What the exercise asks: For the word "rename", return each line of the data in which it occurs.

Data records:
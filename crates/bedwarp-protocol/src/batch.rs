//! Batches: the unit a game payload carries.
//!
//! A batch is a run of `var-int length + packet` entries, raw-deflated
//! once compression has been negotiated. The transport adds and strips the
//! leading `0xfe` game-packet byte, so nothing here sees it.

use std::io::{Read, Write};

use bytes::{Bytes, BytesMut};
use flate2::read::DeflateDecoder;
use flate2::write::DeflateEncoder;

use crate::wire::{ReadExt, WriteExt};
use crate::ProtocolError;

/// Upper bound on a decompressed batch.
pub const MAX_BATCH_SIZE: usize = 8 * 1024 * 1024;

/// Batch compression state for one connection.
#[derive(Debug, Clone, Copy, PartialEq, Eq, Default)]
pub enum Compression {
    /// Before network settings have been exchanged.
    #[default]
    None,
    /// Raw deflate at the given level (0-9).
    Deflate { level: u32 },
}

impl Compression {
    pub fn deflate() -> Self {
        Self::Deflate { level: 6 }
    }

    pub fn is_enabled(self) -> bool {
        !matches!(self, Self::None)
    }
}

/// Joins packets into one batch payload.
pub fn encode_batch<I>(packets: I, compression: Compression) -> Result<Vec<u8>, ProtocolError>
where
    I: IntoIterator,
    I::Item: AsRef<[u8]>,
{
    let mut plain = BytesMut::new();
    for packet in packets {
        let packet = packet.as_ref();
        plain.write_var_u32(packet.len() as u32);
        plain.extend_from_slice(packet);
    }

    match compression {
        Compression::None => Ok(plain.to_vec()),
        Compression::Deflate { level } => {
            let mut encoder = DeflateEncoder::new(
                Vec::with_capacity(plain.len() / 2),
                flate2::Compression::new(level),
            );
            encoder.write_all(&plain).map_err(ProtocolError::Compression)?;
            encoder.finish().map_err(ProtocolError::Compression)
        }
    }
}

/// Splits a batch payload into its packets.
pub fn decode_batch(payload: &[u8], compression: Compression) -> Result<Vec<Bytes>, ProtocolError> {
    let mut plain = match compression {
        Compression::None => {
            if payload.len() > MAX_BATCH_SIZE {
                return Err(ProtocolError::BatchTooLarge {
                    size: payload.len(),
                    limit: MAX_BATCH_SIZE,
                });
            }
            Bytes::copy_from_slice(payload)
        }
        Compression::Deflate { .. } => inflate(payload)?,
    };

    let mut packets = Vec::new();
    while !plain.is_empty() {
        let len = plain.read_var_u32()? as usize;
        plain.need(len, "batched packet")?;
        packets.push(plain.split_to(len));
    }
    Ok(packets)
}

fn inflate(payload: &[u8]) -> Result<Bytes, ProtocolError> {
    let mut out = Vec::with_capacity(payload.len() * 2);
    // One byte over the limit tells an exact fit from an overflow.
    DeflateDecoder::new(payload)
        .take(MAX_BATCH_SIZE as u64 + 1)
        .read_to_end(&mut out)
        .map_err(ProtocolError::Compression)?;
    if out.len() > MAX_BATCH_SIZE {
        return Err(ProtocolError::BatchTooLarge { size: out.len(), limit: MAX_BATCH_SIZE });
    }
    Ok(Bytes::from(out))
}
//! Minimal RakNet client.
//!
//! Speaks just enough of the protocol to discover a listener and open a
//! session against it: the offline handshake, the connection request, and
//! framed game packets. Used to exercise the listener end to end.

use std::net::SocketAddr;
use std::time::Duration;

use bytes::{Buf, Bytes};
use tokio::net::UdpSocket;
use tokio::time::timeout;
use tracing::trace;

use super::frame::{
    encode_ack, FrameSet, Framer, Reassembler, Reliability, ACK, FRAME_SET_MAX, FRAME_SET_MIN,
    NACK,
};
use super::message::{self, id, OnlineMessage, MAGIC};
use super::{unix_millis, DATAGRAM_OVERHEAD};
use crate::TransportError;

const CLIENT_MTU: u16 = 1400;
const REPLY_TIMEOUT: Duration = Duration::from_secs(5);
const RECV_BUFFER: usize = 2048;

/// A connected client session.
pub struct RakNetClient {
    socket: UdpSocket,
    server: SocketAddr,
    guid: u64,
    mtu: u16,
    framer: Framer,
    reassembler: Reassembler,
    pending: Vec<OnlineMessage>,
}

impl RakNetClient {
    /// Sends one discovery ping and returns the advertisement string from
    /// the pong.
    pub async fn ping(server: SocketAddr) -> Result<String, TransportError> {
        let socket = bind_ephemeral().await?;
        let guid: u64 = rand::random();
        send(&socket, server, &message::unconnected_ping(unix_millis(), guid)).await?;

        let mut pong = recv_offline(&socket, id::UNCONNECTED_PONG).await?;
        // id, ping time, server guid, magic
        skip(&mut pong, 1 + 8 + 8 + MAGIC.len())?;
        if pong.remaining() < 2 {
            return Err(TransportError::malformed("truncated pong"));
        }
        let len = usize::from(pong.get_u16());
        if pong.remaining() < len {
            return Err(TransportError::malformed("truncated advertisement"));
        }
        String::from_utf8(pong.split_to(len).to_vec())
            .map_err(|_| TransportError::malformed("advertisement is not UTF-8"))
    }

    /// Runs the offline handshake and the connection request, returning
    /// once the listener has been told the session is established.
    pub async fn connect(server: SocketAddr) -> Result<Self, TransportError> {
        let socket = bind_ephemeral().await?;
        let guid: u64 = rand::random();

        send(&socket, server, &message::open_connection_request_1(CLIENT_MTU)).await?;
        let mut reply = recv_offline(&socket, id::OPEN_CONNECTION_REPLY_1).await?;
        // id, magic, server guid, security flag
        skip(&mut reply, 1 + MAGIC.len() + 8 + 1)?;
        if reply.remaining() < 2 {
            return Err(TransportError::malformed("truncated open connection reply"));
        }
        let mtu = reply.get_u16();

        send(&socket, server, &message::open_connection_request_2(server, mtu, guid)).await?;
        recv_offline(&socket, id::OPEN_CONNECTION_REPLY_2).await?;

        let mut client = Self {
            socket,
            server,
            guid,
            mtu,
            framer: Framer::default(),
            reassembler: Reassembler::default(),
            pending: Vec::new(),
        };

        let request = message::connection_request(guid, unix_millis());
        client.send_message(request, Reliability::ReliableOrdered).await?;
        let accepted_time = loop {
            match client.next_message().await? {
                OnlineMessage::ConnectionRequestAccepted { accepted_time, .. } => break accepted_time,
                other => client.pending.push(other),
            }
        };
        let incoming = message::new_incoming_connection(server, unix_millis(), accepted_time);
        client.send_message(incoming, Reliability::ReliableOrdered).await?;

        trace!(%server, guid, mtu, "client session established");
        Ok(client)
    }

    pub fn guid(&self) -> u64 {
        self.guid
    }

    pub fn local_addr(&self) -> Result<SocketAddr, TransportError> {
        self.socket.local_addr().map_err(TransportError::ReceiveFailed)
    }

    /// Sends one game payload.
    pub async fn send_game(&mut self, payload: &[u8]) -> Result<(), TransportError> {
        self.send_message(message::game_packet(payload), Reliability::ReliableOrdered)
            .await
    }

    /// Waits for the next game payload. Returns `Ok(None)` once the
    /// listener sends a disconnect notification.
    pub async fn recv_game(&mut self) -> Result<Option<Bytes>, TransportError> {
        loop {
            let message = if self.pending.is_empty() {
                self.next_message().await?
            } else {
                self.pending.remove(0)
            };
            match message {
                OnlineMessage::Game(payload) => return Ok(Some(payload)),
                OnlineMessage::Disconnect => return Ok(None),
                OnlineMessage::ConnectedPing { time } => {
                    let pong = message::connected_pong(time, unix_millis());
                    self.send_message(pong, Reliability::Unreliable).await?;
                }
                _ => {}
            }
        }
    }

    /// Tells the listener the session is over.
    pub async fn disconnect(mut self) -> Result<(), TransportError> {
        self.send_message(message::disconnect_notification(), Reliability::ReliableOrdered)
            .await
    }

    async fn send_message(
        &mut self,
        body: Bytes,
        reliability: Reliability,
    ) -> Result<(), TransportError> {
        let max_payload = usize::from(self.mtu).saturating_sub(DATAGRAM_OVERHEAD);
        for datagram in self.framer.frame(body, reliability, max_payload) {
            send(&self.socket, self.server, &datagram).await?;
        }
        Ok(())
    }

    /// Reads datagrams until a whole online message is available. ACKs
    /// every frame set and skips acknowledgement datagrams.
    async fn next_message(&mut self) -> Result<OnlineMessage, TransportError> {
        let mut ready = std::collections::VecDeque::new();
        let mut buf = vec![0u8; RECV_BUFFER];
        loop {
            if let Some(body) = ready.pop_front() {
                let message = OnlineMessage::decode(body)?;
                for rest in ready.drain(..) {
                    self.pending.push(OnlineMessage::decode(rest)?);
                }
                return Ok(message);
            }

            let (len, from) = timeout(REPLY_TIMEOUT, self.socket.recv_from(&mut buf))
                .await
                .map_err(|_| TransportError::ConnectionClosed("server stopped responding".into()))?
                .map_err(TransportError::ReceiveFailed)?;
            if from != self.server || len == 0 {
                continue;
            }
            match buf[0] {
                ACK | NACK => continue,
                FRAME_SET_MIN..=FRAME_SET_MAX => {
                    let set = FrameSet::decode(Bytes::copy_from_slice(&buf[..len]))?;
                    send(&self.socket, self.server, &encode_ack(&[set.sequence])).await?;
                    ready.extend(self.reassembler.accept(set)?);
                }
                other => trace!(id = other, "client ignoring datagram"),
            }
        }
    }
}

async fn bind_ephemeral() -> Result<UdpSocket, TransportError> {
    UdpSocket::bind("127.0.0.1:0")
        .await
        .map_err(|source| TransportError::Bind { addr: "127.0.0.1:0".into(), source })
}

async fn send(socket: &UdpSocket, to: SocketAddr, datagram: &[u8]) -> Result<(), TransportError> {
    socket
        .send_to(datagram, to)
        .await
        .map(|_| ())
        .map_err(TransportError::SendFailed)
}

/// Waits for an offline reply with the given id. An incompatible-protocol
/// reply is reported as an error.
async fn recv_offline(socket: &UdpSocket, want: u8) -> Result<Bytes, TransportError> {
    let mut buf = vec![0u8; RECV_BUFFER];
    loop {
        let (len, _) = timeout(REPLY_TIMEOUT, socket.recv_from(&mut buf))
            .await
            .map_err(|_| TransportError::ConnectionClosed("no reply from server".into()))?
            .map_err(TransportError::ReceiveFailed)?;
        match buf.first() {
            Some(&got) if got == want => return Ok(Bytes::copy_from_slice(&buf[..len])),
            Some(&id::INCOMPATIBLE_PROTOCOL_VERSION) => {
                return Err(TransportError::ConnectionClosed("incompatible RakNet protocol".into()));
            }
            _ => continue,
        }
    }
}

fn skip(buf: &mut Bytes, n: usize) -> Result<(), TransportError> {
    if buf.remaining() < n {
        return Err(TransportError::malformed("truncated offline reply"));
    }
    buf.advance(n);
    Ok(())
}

...

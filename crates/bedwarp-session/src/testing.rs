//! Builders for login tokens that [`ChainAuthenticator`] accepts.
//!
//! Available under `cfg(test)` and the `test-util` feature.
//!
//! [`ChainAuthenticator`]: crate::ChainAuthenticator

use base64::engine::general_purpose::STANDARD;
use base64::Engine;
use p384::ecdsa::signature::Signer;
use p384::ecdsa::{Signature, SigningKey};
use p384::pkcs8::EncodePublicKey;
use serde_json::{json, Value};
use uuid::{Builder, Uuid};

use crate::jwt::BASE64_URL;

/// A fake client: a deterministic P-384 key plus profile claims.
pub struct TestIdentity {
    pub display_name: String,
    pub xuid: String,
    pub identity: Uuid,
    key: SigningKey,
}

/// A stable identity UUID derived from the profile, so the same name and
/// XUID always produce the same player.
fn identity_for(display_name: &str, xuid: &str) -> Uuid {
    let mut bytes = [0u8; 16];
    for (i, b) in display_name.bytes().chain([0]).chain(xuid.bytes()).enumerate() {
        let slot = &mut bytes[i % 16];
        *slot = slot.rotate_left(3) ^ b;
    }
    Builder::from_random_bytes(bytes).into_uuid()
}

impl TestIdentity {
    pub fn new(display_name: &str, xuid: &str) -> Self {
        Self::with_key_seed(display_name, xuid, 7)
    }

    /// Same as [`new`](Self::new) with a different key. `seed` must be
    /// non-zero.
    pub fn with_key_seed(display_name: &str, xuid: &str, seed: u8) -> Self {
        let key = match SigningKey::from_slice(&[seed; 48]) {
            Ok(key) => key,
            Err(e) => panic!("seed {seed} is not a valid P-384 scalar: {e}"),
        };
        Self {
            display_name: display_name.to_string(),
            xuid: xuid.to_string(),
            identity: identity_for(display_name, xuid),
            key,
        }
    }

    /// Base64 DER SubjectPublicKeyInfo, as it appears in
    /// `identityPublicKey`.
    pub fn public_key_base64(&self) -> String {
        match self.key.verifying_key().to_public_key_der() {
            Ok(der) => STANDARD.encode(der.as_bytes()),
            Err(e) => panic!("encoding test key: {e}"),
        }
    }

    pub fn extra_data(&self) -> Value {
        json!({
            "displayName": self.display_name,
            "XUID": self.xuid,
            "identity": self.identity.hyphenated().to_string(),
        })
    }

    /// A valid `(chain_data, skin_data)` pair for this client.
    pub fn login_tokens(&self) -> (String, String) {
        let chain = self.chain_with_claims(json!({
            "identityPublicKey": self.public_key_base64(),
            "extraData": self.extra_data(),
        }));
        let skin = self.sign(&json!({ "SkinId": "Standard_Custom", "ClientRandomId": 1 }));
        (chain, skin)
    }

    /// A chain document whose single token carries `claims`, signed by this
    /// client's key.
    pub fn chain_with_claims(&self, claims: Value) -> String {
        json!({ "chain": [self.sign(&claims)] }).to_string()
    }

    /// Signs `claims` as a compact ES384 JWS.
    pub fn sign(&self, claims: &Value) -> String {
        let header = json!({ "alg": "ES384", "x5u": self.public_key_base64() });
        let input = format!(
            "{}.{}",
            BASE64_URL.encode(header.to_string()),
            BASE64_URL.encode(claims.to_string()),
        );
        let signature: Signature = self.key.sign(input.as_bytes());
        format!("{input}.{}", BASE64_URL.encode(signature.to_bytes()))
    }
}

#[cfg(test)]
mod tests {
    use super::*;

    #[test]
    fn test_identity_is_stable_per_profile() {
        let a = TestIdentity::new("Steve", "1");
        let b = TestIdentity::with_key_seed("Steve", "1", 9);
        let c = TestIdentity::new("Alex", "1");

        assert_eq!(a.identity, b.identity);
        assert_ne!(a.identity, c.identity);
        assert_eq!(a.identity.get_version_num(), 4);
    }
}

...

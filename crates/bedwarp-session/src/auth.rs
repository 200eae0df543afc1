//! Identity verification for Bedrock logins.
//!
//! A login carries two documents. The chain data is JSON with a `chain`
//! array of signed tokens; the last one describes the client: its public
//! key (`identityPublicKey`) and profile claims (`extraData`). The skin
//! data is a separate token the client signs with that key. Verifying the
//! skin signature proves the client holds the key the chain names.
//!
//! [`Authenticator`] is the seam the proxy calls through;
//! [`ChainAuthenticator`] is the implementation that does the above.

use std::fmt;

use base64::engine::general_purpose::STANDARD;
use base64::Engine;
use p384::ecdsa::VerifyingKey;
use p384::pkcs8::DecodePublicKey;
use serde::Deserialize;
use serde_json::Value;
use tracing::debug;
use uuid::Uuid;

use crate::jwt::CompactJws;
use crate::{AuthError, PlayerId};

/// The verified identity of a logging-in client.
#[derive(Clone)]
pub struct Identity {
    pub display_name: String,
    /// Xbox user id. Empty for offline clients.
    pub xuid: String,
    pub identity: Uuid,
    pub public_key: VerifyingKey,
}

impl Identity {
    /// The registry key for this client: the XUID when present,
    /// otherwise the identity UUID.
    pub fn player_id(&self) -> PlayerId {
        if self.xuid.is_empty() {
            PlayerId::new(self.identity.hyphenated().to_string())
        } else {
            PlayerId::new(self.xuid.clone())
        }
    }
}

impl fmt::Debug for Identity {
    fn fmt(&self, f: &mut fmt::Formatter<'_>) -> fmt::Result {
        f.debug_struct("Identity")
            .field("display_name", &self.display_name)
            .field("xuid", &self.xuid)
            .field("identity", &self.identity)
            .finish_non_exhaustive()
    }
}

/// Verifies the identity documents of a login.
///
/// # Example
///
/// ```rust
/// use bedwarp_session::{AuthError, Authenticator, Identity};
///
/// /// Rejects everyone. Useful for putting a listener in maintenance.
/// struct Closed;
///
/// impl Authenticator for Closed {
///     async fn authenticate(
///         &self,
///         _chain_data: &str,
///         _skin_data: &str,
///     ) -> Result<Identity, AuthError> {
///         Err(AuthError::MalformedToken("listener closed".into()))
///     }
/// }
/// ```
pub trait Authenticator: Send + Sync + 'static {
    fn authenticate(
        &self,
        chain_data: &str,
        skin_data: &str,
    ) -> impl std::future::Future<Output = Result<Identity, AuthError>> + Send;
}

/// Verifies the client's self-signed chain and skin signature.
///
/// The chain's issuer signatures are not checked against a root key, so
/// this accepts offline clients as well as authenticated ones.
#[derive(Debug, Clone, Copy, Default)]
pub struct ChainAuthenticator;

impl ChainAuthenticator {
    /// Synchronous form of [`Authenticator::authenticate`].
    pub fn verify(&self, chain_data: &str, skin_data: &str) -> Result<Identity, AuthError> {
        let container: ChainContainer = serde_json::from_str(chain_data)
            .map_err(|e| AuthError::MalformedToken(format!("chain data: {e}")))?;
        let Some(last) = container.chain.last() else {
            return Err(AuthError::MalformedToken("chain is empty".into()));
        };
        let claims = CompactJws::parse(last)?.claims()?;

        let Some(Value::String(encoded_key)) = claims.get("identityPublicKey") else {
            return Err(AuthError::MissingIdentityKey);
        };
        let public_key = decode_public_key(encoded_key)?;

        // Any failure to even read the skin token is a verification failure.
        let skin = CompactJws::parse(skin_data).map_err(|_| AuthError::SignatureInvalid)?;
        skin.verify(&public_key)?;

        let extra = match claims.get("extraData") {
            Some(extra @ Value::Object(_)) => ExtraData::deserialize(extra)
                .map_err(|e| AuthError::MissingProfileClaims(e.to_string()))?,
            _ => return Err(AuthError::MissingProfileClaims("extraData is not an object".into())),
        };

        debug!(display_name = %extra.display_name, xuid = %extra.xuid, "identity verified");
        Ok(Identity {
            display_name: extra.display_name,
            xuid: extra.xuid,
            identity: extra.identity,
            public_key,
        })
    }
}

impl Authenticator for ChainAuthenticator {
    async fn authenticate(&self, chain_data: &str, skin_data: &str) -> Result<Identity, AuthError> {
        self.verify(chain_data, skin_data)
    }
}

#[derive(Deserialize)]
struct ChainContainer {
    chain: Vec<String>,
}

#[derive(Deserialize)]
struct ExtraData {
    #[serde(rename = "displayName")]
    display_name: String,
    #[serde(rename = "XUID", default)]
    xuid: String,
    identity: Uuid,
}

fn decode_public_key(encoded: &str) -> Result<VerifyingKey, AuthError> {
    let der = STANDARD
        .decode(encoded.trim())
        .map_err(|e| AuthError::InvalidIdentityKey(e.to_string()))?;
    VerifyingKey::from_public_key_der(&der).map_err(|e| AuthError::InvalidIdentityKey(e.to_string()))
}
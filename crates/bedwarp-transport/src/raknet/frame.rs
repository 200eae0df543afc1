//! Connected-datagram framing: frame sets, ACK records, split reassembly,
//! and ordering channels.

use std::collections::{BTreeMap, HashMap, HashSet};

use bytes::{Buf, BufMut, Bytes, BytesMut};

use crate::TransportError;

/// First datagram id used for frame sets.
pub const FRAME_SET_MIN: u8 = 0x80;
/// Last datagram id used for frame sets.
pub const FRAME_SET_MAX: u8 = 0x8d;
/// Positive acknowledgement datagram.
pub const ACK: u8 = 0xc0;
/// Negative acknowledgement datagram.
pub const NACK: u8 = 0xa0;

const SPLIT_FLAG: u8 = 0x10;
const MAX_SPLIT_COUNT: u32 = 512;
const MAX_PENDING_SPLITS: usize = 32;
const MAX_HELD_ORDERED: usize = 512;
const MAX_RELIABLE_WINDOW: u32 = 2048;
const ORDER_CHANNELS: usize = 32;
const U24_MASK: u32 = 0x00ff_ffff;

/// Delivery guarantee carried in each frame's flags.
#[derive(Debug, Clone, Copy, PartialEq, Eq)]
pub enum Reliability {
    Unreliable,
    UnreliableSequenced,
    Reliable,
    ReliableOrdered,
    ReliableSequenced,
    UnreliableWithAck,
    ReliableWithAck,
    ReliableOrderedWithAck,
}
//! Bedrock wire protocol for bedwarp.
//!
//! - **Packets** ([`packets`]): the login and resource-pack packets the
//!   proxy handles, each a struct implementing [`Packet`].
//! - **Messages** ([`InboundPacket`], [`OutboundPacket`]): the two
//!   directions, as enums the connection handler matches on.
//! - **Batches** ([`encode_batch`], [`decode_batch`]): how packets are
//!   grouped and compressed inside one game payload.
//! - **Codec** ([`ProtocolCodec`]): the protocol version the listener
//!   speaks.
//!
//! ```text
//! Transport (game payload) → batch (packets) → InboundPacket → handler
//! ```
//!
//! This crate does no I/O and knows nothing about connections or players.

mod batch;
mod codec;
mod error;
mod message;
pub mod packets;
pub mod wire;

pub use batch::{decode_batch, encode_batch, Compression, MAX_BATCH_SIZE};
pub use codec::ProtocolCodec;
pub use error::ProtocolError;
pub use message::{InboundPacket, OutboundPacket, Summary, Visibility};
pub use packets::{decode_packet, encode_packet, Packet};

Answer to the exercise:
    #[serde(rename = "displayName")]
    #[serde(rename = "XUID", default)]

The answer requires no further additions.